------ RECORDS SUPPLIED

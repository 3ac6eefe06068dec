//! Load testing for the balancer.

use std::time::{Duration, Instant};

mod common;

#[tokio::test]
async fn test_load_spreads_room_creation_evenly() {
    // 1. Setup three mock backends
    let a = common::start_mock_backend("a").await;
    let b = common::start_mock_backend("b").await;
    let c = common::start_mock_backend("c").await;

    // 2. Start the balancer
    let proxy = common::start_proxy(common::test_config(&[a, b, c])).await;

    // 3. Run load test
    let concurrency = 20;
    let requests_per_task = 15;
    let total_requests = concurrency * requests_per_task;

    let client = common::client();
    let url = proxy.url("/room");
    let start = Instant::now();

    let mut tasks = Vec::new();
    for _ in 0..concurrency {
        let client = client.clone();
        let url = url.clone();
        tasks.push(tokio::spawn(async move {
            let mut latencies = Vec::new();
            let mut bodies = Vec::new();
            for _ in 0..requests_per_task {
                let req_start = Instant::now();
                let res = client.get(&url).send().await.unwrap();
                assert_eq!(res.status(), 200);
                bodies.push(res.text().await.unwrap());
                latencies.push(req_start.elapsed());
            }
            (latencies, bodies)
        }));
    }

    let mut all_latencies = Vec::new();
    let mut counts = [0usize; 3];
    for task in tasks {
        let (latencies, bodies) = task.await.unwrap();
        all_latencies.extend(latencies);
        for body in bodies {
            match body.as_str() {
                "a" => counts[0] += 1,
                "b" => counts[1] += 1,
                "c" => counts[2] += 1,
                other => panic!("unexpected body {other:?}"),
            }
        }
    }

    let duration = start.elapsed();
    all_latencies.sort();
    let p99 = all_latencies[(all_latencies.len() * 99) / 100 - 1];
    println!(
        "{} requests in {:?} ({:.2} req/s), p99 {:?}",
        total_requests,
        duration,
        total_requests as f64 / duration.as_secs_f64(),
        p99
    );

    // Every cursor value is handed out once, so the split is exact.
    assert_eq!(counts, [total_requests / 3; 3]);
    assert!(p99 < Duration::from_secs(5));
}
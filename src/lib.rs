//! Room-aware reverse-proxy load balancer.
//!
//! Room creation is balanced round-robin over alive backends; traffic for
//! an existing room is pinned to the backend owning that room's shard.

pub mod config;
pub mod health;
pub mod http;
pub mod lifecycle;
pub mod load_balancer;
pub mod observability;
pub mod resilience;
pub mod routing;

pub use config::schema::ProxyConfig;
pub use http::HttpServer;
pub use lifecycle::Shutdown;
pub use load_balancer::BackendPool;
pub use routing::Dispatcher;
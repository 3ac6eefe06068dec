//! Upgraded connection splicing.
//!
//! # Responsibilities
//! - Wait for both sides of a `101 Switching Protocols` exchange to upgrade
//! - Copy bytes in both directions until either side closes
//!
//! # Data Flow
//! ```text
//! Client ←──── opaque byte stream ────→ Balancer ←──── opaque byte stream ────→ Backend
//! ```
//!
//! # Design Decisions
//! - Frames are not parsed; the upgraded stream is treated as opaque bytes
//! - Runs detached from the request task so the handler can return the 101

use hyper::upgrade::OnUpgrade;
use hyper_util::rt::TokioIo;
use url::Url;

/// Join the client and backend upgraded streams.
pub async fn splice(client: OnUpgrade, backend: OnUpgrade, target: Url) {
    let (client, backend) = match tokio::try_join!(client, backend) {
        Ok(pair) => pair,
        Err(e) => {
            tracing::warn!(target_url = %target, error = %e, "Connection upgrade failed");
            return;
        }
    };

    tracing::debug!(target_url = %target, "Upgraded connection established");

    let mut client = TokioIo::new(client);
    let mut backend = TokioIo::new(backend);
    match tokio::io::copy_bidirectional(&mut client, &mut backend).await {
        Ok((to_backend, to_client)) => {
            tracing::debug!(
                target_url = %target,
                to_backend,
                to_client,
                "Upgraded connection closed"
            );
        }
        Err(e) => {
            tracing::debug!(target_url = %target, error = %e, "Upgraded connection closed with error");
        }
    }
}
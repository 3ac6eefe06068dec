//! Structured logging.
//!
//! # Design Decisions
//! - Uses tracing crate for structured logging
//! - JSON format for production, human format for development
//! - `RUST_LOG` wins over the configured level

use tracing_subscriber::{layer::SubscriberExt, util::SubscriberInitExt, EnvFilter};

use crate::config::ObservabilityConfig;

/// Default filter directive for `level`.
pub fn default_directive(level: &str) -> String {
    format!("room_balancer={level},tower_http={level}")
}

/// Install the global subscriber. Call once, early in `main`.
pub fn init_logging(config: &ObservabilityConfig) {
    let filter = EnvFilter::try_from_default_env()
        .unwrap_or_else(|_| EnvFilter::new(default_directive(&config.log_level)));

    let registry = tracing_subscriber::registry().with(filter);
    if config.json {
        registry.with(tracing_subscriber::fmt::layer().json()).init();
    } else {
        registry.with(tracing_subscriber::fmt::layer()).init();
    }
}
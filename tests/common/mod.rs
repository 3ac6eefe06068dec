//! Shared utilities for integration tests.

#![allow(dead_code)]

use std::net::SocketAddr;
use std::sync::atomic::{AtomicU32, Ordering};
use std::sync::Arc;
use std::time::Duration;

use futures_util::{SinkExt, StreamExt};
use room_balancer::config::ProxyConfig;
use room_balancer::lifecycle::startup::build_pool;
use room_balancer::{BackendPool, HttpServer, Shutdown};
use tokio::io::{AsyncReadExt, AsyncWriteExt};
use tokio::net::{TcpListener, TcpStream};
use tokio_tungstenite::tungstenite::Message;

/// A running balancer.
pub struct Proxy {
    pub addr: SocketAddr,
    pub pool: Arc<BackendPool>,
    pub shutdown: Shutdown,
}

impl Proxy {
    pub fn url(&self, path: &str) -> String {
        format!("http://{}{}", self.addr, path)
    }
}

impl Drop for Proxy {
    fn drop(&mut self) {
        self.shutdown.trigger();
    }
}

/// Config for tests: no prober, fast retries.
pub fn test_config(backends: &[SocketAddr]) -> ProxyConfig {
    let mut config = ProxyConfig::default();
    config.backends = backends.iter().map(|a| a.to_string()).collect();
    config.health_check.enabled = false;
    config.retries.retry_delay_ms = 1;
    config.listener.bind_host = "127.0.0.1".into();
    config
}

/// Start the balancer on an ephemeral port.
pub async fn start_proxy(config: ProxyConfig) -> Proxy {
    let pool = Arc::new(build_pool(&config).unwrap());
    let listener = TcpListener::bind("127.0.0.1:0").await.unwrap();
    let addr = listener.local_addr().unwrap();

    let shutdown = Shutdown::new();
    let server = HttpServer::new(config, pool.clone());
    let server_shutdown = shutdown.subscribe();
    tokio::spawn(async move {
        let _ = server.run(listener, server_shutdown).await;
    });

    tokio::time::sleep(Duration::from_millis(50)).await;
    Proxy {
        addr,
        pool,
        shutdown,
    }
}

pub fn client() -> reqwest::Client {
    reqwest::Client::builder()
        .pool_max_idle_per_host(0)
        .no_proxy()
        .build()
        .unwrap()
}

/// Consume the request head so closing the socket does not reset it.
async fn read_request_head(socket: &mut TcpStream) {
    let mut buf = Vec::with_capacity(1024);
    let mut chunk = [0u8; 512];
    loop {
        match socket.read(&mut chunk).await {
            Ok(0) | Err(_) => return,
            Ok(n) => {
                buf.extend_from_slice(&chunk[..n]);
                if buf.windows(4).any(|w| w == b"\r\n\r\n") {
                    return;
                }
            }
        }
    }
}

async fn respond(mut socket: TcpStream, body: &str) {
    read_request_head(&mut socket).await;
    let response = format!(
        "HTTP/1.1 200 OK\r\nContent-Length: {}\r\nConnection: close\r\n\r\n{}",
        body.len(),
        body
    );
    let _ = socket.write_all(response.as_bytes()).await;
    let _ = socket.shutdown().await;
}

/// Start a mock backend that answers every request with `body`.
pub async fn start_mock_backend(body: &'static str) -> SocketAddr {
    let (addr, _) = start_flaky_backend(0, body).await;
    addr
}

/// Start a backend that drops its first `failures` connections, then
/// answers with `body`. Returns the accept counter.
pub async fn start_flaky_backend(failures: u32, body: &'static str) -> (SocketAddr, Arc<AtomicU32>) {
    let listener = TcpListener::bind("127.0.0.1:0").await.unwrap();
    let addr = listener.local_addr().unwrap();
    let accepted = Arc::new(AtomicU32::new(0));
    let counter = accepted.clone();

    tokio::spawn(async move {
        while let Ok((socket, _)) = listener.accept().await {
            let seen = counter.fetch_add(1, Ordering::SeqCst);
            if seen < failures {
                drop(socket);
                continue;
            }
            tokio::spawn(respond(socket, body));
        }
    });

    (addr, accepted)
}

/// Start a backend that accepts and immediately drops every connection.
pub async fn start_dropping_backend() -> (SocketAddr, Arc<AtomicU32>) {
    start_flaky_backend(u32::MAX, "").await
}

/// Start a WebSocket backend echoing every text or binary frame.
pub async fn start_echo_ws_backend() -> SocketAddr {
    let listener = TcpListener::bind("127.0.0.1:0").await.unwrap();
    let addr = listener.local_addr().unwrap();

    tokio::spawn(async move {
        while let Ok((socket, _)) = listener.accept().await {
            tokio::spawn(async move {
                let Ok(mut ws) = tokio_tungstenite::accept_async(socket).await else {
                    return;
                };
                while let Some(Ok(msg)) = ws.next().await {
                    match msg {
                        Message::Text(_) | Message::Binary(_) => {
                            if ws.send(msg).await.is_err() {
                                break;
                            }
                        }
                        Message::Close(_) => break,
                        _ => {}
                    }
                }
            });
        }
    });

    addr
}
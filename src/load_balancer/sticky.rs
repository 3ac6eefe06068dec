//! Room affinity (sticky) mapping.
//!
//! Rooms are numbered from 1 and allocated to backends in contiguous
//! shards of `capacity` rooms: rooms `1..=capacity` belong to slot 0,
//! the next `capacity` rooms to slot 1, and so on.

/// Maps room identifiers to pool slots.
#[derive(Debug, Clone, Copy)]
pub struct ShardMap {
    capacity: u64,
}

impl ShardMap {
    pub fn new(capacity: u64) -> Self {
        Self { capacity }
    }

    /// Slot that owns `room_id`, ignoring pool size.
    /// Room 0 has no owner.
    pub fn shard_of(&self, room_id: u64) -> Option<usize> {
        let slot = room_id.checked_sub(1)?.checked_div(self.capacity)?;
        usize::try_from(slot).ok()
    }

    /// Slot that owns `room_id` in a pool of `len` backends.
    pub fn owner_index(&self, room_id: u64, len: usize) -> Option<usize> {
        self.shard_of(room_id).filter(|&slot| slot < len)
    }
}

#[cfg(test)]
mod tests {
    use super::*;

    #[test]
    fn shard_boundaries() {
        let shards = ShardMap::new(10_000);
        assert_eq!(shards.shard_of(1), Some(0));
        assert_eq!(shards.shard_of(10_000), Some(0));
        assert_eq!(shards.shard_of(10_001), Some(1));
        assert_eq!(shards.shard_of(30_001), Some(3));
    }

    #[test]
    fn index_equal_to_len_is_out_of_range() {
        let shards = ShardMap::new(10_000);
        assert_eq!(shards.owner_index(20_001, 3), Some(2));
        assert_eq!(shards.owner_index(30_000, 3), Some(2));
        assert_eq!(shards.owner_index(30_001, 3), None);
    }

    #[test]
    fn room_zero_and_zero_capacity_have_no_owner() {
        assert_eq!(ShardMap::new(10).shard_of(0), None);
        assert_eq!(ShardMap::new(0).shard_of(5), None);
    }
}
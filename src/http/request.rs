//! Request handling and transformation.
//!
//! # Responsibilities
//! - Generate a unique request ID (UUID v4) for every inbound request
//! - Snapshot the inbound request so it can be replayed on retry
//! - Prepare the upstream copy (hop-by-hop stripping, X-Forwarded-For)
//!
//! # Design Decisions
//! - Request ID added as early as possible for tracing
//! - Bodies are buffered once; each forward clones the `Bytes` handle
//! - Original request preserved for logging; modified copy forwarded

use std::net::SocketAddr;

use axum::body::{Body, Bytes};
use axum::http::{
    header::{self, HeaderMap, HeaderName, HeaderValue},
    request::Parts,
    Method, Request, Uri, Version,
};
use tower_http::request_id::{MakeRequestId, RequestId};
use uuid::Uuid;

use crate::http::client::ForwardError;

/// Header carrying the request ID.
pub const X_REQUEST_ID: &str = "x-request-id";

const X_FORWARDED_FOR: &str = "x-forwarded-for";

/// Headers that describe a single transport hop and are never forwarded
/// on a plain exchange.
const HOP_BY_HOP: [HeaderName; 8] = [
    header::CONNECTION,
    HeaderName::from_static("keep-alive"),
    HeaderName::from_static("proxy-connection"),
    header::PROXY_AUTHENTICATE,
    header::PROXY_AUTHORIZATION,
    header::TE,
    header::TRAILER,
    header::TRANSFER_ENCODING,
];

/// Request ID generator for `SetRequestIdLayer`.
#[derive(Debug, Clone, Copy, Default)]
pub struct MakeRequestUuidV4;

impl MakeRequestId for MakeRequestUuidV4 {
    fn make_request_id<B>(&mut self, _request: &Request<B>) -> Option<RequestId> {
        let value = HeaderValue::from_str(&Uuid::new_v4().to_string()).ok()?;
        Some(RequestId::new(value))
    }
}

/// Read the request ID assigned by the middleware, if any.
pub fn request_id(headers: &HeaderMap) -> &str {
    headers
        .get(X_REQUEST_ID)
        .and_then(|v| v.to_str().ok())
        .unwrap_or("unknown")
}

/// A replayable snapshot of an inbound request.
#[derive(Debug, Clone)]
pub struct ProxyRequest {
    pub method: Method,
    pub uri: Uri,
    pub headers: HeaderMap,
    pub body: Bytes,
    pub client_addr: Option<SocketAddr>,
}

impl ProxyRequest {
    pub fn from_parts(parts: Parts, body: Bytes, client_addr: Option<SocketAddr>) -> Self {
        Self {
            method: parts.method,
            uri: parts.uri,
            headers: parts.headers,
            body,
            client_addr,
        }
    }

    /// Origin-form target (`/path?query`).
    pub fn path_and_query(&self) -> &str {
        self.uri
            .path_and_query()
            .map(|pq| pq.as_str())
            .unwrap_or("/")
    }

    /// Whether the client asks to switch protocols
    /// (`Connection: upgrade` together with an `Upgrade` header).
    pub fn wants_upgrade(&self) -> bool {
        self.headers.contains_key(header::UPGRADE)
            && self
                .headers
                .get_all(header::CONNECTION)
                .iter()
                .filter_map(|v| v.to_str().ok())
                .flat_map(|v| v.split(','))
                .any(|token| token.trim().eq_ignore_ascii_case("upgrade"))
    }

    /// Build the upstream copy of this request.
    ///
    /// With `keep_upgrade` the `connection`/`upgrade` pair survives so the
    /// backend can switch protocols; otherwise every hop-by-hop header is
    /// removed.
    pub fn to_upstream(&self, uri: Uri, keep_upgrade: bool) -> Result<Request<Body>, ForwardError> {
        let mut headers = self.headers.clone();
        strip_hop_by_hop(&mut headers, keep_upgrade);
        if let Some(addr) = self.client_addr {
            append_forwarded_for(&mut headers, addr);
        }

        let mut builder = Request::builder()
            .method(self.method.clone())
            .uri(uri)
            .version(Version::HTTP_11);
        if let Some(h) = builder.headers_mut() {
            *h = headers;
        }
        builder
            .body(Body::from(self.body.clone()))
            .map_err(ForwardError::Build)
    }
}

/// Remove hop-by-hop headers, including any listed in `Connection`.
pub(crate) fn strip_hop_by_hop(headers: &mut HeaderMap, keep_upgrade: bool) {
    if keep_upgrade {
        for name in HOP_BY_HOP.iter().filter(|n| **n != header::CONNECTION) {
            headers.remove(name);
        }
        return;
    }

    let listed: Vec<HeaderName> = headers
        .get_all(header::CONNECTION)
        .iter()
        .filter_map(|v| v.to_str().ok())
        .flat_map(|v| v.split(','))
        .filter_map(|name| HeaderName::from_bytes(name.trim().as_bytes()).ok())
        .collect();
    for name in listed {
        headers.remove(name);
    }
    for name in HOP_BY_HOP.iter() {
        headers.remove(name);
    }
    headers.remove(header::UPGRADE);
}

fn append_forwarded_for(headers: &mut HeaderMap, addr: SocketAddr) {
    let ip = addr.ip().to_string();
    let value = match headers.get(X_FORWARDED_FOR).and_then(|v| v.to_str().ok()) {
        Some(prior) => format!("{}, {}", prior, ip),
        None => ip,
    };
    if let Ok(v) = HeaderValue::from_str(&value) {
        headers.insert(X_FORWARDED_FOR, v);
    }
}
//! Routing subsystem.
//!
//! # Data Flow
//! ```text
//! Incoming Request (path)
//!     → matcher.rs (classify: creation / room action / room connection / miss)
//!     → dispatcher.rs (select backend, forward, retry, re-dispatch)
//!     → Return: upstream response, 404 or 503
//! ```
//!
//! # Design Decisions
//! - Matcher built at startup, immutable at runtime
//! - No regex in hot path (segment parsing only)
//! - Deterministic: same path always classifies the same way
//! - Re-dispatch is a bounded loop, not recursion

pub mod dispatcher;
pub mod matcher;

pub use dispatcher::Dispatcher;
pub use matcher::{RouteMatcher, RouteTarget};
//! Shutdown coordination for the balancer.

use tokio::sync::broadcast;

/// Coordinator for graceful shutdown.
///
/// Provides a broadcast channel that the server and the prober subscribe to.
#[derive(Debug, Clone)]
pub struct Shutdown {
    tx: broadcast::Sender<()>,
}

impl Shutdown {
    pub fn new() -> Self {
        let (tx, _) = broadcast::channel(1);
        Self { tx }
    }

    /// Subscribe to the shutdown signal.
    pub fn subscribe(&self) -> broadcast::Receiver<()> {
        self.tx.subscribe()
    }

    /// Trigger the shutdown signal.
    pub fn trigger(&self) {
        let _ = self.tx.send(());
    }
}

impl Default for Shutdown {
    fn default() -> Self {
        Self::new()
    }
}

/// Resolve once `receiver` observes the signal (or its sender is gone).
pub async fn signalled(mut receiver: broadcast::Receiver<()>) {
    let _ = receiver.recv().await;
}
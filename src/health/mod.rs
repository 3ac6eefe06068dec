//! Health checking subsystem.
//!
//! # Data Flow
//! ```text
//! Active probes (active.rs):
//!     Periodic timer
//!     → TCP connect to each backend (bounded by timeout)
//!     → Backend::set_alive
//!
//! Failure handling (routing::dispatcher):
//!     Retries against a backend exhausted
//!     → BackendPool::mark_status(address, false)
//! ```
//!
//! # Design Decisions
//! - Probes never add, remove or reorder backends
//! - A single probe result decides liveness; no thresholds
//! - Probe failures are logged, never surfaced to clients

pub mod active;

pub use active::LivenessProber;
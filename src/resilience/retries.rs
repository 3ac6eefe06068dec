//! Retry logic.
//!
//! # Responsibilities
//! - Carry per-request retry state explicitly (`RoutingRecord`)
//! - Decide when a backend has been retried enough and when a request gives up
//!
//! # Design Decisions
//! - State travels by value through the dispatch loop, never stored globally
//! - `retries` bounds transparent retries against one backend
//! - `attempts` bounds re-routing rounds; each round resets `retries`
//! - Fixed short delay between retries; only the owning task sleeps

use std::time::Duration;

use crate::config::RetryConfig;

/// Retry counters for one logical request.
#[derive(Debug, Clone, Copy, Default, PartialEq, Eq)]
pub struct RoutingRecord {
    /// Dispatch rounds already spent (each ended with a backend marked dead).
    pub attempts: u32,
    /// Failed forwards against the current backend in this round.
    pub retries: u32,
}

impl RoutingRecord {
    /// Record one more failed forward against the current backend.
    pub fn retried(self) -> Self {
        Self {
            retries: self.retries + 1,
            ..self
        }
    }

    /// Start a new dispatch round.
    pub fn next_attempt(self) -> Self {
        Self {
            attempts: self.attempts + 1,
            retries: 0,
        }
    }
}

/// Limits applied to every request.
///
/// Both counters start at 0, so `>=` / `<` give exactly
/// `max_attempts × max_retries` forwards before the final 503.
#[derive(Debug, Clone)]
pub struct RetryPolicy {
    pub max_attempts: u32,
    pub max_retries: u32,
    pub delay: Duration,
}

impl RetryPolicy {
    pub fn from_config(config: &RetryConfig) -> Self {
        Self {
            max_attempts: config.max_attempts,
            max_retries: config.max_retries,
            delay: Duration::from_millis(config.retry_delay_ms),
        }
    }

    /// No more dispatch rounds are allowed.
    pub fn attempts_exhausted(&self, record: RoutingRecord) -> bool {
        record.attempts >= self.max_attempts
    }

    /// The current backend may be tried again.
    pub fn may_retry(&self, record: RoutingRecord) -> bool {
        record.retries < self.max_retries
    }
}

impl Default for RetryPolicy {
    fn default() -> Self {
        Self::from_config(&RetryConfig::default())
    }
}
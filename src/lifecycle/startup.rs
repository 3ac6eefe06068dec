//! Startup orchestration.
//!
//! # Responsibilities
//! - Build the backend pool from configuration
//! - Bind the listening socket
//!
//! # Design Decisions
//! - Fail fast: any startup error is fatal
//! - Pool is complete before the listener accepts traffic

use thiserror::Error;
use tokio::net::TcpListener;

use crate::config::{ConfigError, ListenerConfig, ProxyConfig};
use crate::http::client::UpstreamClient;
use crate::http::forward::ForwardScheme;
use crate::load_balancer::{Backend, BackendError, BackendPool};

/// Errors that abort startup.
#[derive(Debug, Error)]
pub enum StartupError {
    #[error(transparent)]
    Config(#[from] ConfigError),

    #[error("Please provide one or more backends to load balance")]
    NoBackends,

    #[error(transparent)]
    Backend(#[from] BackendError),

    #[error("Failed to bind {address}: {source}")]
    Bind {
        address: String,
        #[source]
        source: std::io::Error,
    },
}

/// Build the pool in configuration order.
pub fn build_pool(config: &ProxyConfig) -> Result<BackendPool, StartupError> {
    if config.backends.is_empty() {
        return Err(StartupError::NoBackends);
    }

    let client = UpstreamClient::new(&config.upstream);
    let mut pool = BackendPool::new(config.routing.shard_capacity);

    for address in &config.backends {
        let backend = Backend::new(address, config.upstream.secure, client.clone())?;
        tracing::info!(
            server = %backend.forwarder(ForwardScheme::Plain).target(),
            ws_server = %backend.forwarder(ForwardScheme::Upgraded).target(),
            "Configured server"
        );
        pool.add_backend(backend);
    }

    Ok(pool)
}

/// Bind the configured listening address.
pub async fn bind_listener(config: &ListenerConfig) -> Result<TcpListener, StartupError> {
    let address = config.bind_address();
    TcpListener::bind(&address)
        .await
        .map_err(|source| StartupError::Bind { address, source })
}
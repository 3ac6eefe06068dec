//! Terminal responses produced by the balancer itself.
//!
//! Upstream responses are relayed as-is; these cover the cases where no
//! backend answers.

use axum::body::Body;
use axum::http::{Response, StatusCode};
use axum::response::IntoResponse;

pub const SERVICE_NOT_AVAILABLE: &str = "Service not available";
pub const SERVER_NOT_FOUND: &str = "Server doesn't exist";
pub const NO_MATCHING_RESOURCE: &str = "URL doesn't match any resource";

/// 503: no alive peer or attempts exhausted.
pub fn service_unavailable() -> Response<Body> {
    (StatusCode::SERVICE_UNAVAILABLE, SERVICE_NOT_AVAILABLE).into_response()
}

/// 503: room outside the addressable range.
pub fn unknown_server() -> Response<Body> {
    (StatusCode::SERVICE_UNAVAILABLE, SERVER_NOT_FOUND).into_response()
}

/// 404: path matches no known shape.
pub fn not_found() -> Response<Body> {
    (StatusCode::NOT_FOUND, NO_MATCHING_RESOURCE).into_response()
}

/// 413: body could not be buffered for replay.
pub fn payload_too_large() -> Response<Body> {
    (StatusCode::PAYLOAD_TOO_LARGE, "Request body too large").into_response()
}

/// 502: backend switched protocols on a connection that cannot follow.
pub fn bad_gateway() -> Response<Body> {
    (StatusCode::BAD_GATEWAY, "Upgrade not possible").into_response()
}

------------

_ACTIVITY_.
Look above for the line with "let mut client = TokioIo::new(client);" and the line with "Install the global". Retype those two lines and every line between them exactly, adding nothing.

_EXERCISE OUTPUT_.
    let mut client = TokioIo::new(client);
    let mut backend = TokioIo::new(backend);
    match tokio::io::copy_bidirectional(&mut client, &mut backend).await {
        Ok((to_backend, to_client)) => {
            tracing::debug!(
                target_url = %target,
                to_backend,
                to_client,
                "Upgraded connection closed"
            );
        }
        Err(e) => {
            tracing::debug!(target_url = %target, error = %e, "Upgraded connection closed with error");
        }
    }
}
repository 3ac6eefe06068dec
//! Structured logging.
//!
//! # Design Decisions
//! - Uses tracing crate for structured logging
//! - JSON format for production, human format for development
//! - `RUST_LOG` wins over the configured level

use tracing_subscriber::{layer::SubscriberExt, util::SubscriberInitExt, EnvFilter};

use crate::config::ObservabilityConfig;

/// Default filter directive for `level`.
pub fn default_directive(level: &str) -> String {
    format!("room_balancer={level},tower_http={level}")
}

/// Install the global subscriber. Call once, early in `main`.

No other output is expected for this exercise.